- **AIM OF THE EXERCISE**: Restate verbatim the span of lines below between the line with "it has content." and the line with "while pos <", including those two lines, and only that span.

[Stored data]
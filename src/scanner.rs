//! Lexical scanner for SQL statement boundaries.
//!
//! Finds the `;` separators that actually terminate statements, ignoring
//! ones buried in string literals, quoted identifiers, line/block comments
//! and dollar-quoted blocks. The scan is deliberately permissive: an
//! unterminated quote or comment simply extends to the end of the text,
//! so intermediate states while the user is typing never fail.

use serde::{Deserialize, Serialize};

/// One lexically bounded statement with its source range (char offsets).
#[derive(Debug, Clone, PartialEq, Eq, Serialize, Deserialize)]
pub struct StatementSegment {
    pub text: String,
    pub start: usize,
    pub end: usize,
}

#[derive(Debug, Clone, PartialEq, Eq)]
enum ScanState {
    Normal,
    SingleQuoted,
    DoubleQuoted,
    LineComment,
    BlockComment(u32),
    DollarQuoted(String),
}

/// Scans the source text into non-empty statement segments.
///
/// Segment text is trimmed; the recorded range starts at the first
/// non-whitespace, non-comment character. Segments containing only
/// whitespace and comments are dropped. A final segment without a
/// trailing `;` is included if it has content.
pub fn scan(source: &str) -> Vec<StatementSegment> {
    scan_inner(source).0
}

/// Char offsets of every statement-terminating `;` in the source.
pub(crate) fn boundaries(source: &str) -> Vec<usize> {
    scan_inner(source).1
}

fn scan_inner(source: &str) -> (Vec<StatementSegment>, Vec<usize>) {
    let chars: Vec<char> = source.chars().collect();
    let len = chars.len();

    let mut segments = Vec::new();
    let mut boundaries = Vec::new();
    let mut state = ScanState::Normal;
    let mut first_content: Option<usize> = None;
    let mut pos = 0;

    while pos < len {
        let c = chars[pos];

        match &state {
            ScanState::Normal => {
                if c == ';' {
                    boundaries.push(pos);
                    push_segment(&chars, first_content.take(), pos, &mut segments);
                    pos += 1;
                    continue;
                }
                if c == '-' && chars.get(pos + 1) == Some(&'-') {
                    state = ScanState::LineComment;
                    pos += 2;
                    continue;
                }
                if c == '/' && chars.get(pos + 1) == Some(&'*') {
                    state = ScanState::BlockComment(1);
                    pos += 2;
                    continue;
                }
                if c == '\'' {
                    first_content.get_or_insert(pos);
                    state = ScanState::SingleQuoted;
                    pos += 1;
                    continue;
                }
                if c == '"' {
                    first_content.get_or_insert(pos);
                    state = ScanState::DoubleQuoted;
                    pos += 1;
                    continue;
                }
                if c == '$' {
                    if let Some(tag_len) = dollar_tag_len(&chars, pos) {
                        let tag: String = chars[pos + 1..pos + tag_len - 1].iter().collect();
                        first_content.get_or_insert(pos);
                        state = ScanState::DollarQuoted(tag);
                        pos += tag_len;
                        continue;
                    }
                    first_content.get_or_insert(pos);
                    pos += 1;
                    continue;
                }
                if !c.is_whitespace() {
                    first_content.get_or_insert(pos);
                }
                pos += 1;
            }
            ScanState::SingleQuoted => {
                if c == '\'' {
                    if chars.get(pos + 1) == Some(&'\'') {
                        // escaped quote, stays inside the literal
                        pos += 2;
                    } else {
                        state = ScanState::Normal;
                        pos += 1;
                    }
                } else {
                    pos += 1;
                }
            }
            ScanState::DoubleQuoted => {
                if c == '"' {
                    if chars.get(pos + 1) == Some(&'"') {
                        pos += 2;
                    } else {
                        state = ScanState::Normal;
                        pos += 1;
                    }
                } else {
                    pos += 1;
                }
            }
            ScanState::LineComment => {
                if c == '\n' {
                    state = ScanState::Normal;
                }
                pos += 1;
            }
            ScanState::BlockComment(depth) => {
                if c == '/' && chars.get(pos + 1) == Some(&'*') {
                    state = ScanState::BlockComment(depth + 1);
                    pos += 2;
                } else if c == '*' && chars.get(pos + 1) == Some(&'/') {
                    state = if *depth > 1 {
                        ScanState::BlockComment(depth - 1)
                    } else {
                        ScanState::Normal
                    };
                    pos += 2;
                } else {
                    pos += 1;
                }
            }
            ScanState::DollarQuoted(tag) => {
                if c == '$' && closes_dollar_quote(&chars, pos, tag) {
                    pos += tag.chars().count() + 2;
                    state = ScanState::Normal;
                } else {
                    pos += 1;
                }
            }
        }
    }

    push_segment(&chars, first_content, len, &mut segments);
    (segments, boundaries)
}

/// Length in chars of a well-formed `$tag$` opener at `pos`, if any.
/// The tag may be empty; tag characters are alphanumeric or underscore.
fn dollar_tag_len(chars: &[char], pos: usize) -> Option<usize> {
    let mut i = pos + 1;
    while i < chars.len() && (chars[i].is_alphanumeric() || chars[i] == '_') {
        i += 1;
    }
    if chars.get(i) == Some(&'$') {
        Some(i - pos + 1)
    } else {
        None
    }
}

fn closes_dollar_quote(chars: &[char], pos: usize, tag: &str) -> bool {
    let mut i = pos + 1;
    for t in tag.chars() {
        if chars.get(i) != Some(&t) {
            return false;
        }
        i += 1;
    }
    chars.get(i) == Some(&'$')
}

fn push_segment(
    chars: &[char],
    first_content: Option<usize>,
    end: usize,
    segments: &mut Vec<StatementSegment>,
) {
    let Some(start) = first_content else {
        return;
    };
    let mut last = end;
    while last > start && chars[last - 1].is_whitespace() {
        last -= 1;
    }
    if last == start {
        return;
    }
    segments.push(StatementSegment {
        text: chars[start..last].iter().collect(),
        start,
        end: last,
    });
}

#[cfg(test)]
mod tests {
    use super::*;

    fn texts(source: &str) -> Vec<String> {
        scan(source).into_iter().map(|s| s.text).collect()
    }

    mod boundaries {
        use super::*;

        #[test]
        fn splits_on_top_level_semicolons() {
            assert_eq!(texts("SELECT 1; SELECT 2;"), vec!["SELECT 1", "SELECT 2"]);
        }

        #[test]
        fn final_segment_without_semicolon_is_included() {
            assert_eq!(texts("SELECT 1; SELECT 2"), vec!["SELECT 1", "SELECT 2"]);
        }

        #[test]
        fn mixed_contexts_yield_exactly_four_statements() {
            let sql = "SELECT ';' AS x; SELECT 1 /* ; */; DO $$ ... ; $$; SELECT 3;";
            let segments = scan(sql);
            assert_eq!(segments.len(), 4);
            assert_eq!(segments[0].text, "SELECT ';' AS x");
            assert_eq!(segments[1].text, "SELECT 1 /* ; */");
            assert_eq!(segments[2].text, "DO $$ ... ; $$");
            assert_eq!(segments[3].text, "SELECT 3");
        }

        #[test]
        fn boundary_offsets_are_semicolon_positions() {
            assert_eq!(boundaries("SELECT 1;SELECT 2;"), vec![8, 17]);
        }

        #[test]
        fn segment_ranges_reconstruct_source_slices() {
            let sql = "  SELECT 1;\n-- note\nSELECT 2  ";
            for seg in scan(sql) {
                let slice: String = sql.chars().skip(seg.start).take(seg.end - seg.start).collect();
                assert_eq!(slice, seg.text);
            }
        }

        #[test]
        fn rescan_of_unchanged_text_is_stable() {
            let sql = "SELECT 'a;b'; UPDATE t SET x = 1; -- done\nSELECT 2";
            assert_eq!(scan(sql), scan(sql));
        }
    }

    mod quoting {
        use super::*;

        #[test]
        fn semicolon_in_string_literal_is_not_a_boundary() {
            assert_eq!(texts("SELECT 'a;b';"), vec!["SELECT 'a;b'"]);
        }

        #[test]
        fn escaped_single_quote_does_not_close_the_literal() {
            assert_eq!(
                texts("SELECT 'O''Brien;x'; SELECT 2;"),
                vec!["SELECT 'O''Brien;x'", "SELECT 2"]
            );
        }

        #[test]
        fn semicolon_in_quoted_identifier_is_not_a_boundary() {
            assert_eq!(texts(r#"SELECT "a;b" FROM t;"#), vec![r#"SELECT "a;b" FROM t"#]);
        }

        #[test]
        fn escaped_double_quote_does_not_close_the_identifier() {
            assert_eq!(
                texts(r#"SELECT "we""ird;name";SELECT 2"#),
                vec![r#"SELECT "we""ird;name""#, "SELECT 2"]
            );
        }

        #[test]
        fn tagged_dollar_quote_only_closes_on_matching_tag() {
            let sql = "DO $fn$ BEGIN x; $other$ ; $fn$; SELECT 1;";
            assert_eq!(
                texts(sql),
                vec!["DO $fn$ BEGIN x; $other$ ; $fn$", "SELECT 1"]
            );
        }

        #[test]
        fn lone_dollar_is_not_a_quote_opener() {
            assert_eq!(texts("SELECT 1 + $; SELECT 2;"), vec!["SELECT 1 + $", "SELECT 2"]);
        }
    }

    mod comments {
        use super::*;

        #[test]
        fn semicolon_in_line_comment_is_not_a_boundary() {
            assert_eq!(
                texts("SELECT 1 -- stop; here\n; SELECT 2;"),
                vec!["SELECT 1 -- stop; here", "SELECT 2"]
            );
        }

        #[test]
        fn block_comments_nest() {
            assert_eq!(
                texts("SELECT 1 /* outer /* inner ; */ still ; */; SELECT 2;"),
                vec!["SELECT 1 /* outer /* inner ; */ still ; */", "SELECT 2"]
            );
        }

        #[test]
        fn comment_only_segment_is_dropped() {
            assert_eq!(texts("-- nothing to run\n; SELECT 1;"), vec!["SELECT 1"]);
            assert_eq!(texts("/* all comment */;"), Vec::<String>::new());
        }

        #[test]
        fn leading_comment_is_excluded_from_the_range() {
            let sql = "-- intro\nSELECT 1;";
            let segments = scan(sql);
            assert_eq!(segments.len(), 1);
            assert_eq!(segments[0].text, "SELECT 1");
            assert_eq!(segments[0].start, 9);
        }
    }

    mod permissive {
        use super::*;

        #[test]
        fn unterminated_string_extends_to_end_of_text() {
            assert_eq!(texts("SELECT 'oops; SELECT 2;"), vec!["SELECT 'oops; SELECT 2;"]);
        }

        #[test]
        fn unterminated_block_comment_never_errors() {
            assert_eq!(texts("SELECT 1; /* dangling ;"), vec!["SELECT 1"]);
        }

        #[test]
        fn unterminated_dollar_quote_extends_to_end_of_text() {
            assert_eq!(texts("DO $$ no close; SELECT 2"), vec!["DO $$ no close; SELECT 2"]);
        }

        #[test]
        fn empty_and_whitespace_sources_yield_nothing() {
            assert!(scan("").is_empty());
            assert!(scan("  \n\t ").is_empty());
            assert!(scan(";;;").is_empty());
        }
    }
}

- **RESULT**:
/// trailing `;` is included if it has content.
pub fn scan(source: &str) -> Vec<StatementSegment> {
    scan_inner(source).0
}

/// Char offsets of every statement-terminating `;` in the source.
pub(crate) fn boundaries(source: &str) -> Vec<usize> {
    scan_inner(source).1
}

fn scan_inner(source: &str) -> (Vec<StatementSegment>, Vec<usize>) {
    let chars: Vec<char> = source.chars().collect();
    let len = chars.len();

    let mut segments = Vec::new();
    let mut boundaries = Vec::new();
    let mut state = ScanState::Normal;
    let mut first_content: Option<usize> = None;
    let mut pos = 0;

    while pos < len {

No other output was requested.